The Data Service containers require a persistent 22 GB filesystem for intermediate global configuration data. Do one of the following:
If a configuration filesystem for the protocol containers exists (typically named
.config_fs
), use it and expand its size by 22 GB. See Dedicated filesystem requirement for cluster-wide persistent protocol configurationsIf a configuration filesystem does not exist, create a dedicated 22 GB configuration filesystem for the Data Service containers.

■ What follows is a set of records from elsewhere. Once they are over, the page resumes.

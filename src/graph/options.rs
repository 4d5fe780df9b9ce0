//! Graph construction options.

use crate::model::BoundingBox;

/// Options for building the edge set of a document.
#[derive(Debug, Clone)]
pub struct GraphOptions {
    /// Keep only short same-page edges
    pub short_edges_only: bool,

    /// Maximum center distance of a kept same-page edge, as a fraction of the
    /// page width (horizontal edges) or height (vertical edges)
    pub short_edge_ratio: f64,

    /// Page extent used by the short-edge filter; defaults to the page
    /// object's own box, else the enclosing box of the page's nodes
    pub page_extent: Option<BoundingBox>,

    /// Shrink boxes fitted on `points` polygons before neighbor detection
    pub shrink_polygons: bool,

    /// Whether to process independent documents in parallel
    pub parallel: bool,
}

impl GraphOptions {
    /// Create new graph options with defaults.
    pub fn new() -> Self {
        Self::default()
    }

    /// Keep only short same-page edges.
    pub fn short_edges_only(mut self) -> Self {
        self.short_edges_only = true;
        self
    }

    /// Enable or disable the short-edge filter.
    pub fn with_short_edges(mut self, short_only: bool) -> Self {
        self.short_edges_only = short_only;
        self
    }

    /// Set the short-edge distance ratio.
    pub fn with_short_edge_ratio(mut self, ratio: f64) -> Self {
        self.short_edge_ratio = ratio;
        self
    }

    /// Set the page extent used by the short-edge filter.
    pub fn with_page_extent(mut self, extent: BoundingBox) -> Self {
        self.page_extent = Some(extent);
        self
    }

    /// Enable or disable polygon shrinking.
    pub fn with_polygon_shrink(mut self, shrink: bool) -> Self {
        self.shrink_polygons = shrink;
        self
    }

    /// Enable or disable parallel processing across documents.
    pub fn with_parallel(mut self, parallel: bool) -> Self {
        self.parallel = parallel;
        self
    }

    /// Disable parallel processing.
    pub fn sequential(mut self) -> Self {
        self.parallel = false;
        self
    }
}

impl Default for GraphOptions {
    fn default() -> Self {
        Self {
            short_edges_only: false,
            short_edge_ratio: 0.15,
            page_extent: None,
            shrink_polygons: true,
            parallel: true,
        }
    }
}
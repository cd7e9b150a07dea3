//! Runtime configuration.
//!
//! Load order: built-in defaults, then an optional YAML file, then
//! `FRAMESCOPE_*` environment variables. CLI flags are applied last by the
//! binary.

use serde::{Deserialize, Serialize};
use std::path::Path;
use std::time::Duration;

use crate::error::{CoreError, CoreResult};
use crate::message::{CastId, FarcasterNetwork, SignerIdentity, HASH_LENGTH};

pub const ENV_FID: &str = "FRAMESCOPE_FID";
pub const ENV_NETWORK: &str = "FRAMESCOPE_NETWORK";
pub const ENV_TIMEOUT_SECS: &str = "FRAMESCOPE_TIMEOUT_SECS";

const DEFAULT_FID: u64 = 2;
const DEFAULT_TIMEOUT_SECS: u64 = 10;

fn default_fid() -> u64 {
    DEFAULT_FID
}

fn default_network() -> FarcasterNetwork {
    FarcasterNetwork::Mainnet
}

fn default_cast_hash() -> String {
    "0".repeat(HASH_LENGTH * 2)
}

fn default_timeout_secs() -> u64 {
    DEFAULT_TIMEOUT_SECS
}

fn default_user_agent() -> String {
    format!("framescope/{}", env!("CARGO_PKG_VERSION"))
}

#[derive(Debug, Clone, PartialEq, Eq, Serialize, Deserialize)]
pub struct Config {
    /// fid simulated clicks are signed as
    #[serde(default = "default_fid")]
    pub fid: u64,
    #[serde(default = "default_network")]
    pub network: FarcasterNetwork,
    /// Author fid of the placeholder cast every click refers to
    #[serde(default = "default_fid")]
    pub cast_fid: u64,
    /// Hex hash of the placeholder cast
    #[serde(default = "default_cast_hash")]
    pub cast_hash: String,
    #[serde(default = "default_timeout_secs")]
    pub timeout_secs: u64,
    #[serde(default = "default_user_agent")]
    pub user_agent: String,
}

impl Default for Config {
    fn default() -> Self {
        Self {
            fid: default_fid(),
            network: default_network(),
            cast_fid: default_fid(),
            cast_hash: default_cast_hash(),
            timeout_secs: default_timeout_secs(),
            user_agent: default_user_agent(),
        }
    }
}

impl Config {
    /// Defaults, overlaid with `path` when given, then with the environment.
    pub fn load(path: Option<&Path>) -> CoreResult<Self> {
        let mut config = match path {
            Some(path) => Self::from_yaml_file(path)?,
            None => Self::default(),
        };
        config.apply_env(|key| std::env::var(key).ok())?;
        Ok(config)
    }

    pub fn from_yaml_str(yaml: &str) -> CoreResult<Self> {
        Ok(serde_yaml::from_str(yaml)?)
    }

    pub fn from_yaml_file(path: &Path) -> CoreResult<Self> {
        let content = std::fs::read_to_string(path)?;
        tracing::debug!(path = %path.display(), "loaded config file");
        Self::from_yaml_str(&content)
    }

    /// Applies `FRAMESCOPE_*` overrides read through `lookup`.
    pub fn apply_env<F>(&mut self, lookup: F) -> CoreResult<()>
    where
        F: Fn(&str) -> Option<String>,
    {
        if let Some(raw) = lookup(ENV_FID) {
            self.fid = raw
                .trim()
                .parse()
                .map_err(|_| CoreError::Config(format!("{} must be a number, got '{}'", ENV_FID, raw)))?;
        }
        if let Some(raw) = lookup(ENV_NETWORK) {
            self.network = raw.trim().parse().map_err(CoreError::Config)?;
        }
        if let Some(raw) = lookup(ENV_TIMEOUT_SECS) {
            self.timeout_secs = raw.trim().parse().map_err(|_| {
                CoreError::Config(format!("{} must be a number, got '{}'", ENV_TIMEOUT_SECS, raw))
            })?;
        }
        Ok(())
    }

    pub fn identity(&self) -> SignerIdentity {
        SignerIdentity {
            fid: self.fid,
            network: self.network,
        }
    }

    /// The placeholder cast every simulated click refers to.
    pub fn cast_id(&self) -> CoreResult<CastId> {
        let hash = hex::decode(self.cast_hash.trim_start_matches("0x"))
            .map_err(|e| CoreError::hex("cast_hash", e))?;
        Ok(CastId {
            fid: self.cast_fid,
            hash,
        })
    }

    pub fn timeout(&self) -> Duration {
        Duration::from_secs(self.timeout_secs)
    }

    /// HTTP client shared by previews and simulated clicks.
    ///
    /// Redirects are not followed: a redirecting frame hands its body and
    /// `Location` back to the caller untouched.
    pub fn http_client(&self) -> CoreResult<reqwest::Client> {
        let client = reqwest::Client::builder()
            .timeout(self.timeout())
            .user_agent(self.user_agent.clone())
            .redirect(reqwest::redirect::Policy::none())
            .build()?;
        Ok(client)
    }
}

#[cfg(test)]
mod tests {
    use super::*;
    use std::collections::HashMap;

    #[test]
    fn defaults_match_preview_identity() {
        let config = Config::default();
        assert_eq!(config.fid, 2);
        assert_eq!(config.network, FarcasterNetwork::Mainnet);
        let cast = config.cast_id().unwrap();
        assert_eq!(cast.fid, 2);
        assert_eq!(cast.hash, vec![0u8; 20]);
    }

    #[test]
    fn yaml_fills_missing_fields_with_defaults() {
        let config = Config::from_yaml_str("fid: 99\nnetwork: testnet\n").unwrap();
        assert_eq!(config.fid, 99);
        assert_eq!(config.network, FarcasterNetwork::Testnet);
        assert_eq!(config.timeout_secs, 10);
    }

    #[test]
    fn yaml_rejects_unknown_network() {
        assert!(matches!(
            Config::from_yaml_str("network: moon\n"),
            Err(CoreError::ConfigFile(_))
        ));
    }

    #[test]
    fn env_overrides_apply() {
        let vars: HashMap<&str, &str> = [(ENV_FID, "7"), (ENV_NETWORK, "devnet")].into_iter().collect();
        let mut config = Config::default();
        config
            .apply_env(|key| vars.get(key).map(|v| v.to_string()))
            .unwrap();
        assert_eq!(config.fid, 7);
        assert_eq!(config.network, FarcasterNetwork::Devnet);
    }

    #[test]
    fn bad_env_value_is_an_error() {
        let mut config = Config::default();
        let result = config.apply_env(|key| (key == ENV_TIMEOUT_SECS).then(|| "soon".to_string()));
        assert!(matches!(result, Err(CoreError::Config(_))));
    }

    #[test]
    fn bad_cast_hash_is_an_error() {
        let config = Config {
            cast_hash: "not-hex".to_string(),
            ..Config::default()
        };
        assert!(matches!(config.cast_id(), Err(CoreError::InvalidHex { .. })));
    }
}
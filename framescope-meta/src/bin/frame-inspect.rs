use framescope_meta::{decode_html, Card};
use std::env;
use std::fs;
use std::process;

fn main() {
    let args: Vec<String> = env::args().skip(1).collect();

    let json = args.iter().any(|a| a == "--json");
    let files: Vec<&String> = args.iter().filter(|a| !a.starts_with("--")).collect();

    if files.is_empty() {
        eprintln!("Usage: frame-inspect [--json] <file.html>...");
        eprintln!();
        eprintln!("Examples:");
        eprintln!("  frame-inspect index.html");
        eprintln!("  frame-inspect --json frames/*.html");
        process::exit(1);
    }

    let mut exit_code = 0;

    for file_path in files {
        let html = match fs::read_to_string(file_path) {
            Ok(html) => html,
            Err(e) => {
                eprintln!("✗ {}: failed to read file: {}", file_path, e);
                exit_code = 1;
                continue;
            }
        };

        let card = decode_html(&html);
        if card.debug.has_problems() {
            exit_code = 1;
        }

        if json {
            match serde_json::to_string_pretty(&card) {
                Ok(out) => println!("{}", out),
                Err(e) => {
                    eprintln!("✗ {}: failed to serialize card: {}", file_path, e);
                    exit_code = 1;
                }
            }
        } else {
            print_summary(file_path, &card);
        }
    }

    process::exit(exit_code);
}

fn print_summary(path: &str, card: &Card) {
    let debug = &card.debug;
    let mark = if debug.has_problems() { "✗" } else { "✓" };
    println!("{} {} ({})", mark, path, card.version);

    if debug.fallback_image_to_url {
        println!("  image:    (missing, clients fall back to og:image '{}')", debug.image);
    } else {
        println!("  image:    {}", card.image_url);
    }
    println!("  post url: {}", card.post_url);
    if let Some(placeholder) = &card.input_text {
        println!("  input:    \"{}\"", placeholder);
    }

    for button in &card.buttons {
        println!("  [{}] {} ({})", button.index, button.title, button.button_type);
    }

    if debug.buttons_are_out_of_order {
        eprintln!("  Buttons are out of order or missing: {:?}", debug.invalid_buttons);
    }
    if debug.post_url_too_long {
        eprintln!("  Post URL is longer than 2048 characters");
    }
    if !debug.unknown_button_actions.is_empty() {
        eprintln!("  Unknown button actions on: {:?}", debug.unknown_button_actions);
    }
    if let Some(version) = &debug.unsupported_version {
        eprintln!("  Unsupported frame version '{}'", version);
    }
}
//! Simulated frame clicks.
//!
//! Every click signs a fresh action with a fresh ed25519 key, POSTs the
//! envelope to the frame, and decodes whatever HTML comes back.

use ed25519_dalek::SigningKey;
use framescope_meta::{decode_html, Card, MetaError, MAX_BUTTONS};
use rand::rngs::OsRng;
use reqwest::header::{CONTENT_TYPE, LOCATION};

use crate::action::ActionPayload;
use crate::config::Config;
use crate::error::{CoreError, CoreResult};
use crate::message::{
    farcaster_time_now, make_frame_action, CastId, FrameActionBody, SignedAction, SignerIdentity,
};

/// What a frame answered to a simulated click.
#[derive(Debug, Clone)]
pub struct SimulatedResponse {
    pub status: u16,
    /// `Location` header of a redirect; redirects are not followed
    pub location: Option<String>,
    pub body: String,
    /// The next frame, decoded from `body`
    pub card: Card,
    /// Envelope that was sent
    pub payload: ActionPayload,
}

impl SimulatedResponse {
    pub fn is_redirect(&self) -> bool {
        (300..400).contains(&self.status)
    }
}

pub struct ActionSimulator {
    client: reqwest::Client,
    identity: SignerIdentity,
    cast_id: CastId,
}

impl ActionSimulator {
    pub fn new(config: &Config) -> CoreResult<Self> {
        Ok(Self::with_client(
            config.http_client()?,
            config.identity(),
            config.cast_id()?,
        ))
    }

    pub fn with_client(client: reqwest::Client, identity: SignerIdentity, cast_id: CastId) -> Self {
        Self {
            client,
            identity,
            cast_id,
        }
    }

    pub fn identity(&self) -> SignerIdentity {
        self.identity
    }

    /// Signs a click with a freshly generated key and builds its envelope.
    pub fn build_payload(
        &self,
        url: &str,
        button_index: u8,
        input_text: Option<&str>,
    ) -> CoreResult<(ActionPayload, SignedAction)> {
        if button_index == 0 || button_index as usize > MAX_BUTTONS {
            return Err(MetaError::InvalidButtonIndex {
                index: button_index as u32,
            }
            .into());
        }

        let signing_key = SigningKey::generate(&mut OsRng);
        let body = FrameActionBody {
            url: url.as_bytes().to_vec(),
            button_index: button_index as u32,
            cast_id: Some(self.cast_id.clone()),
            input_text: input_text.map(|t| t.as_bytes().to_vec()).unwrap_or_default(),
        };
        let signed = make_frame_action(body, self.identity, &signing_key, farcaster_time_now());
        let payload = ActionPayload::from_signed(&signed, url, button_index, input_text)?;
        Ok((payload, signed))
    }

    /// POSTs a signed click to `url` and decodes the frame it returns.
    ///
    /// Transport failures are returned as-is; there is no retry.
    pub async fn simulate(
        &self,
        url: &str,
        button_index: u8,
        input_text: Option<&str>,
    ) -> CoreResult<SimulatedResponse> {
        let (payload, _) = self.build_payload(url, button_index, input_text)?;
        let body = serde_json::to_vec(&payload)?;

        tracing::info!(url, button_index, fid = self.identity.fid, "simulating frame click");
        let response = self
            .client
            .post(url)
            .header(CONTENT_TYPE, "application/json")
            .body(body)
            .send()
            .await
            .map_err(|e| CoreError::transport(url, e))?;

        let status = response.status().as_u16();
        let location = response
            .headers()
            .get(LOCATION)
            .and_then(|v| v.to_str().ok())
            .map(str::to_string);
        let text = response
            .text()
            .await
            .map_err(|e| CoreError::transport(url, e))?;

        if location.is_some() {
            tracing::warn!(url, status, ?location, "frame answered with a redirect; not following");
        }

        let card = decode_html(&text);
        Ok(SimulatedResponse {
            status,
            location,
            body: text,
            card,
            payload,
        })
    }
}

Set the Data Service global configuration. Run the following command:
weka dataservice global-config set --config-fs <configuration filesystem name>
Example:
weka dataservice global-config set --config-fs .config_fs
Procedure
Set up the Data Services container: Run the following command:
weka local setup container --name <container_name> --base-port <base-port> --join-ips <management-ip> --only-dataserv-cores --allow-mix-setting
Parameters:
name
*
The Data Services container name. Setdataserv0
to avoid confusion.
only-dataserv-cores
*
Creates a Data Services container. This parameter is mandatory.
base-port
If a base-port is not specified, the Data Services container may still initialize as it attempts to allocate an available port range and could succeed. However, for optimal operation, it is recommended to provide the base port externally.
join-ips
*
Specify the management IP of one of the servers in the cluster to join.
management-ips
This is optional. If not provided, it automatically takes the management IP of the server.
memory
Configure the container memory to be allocated for huge pages. It is recommended to set it to 1.5 GB.
allow-mix-setting
This option enables using specified core IDs, even when containers with AUTO core ID allocation run on the same server. It is required if the core allocation is not explicitly specified.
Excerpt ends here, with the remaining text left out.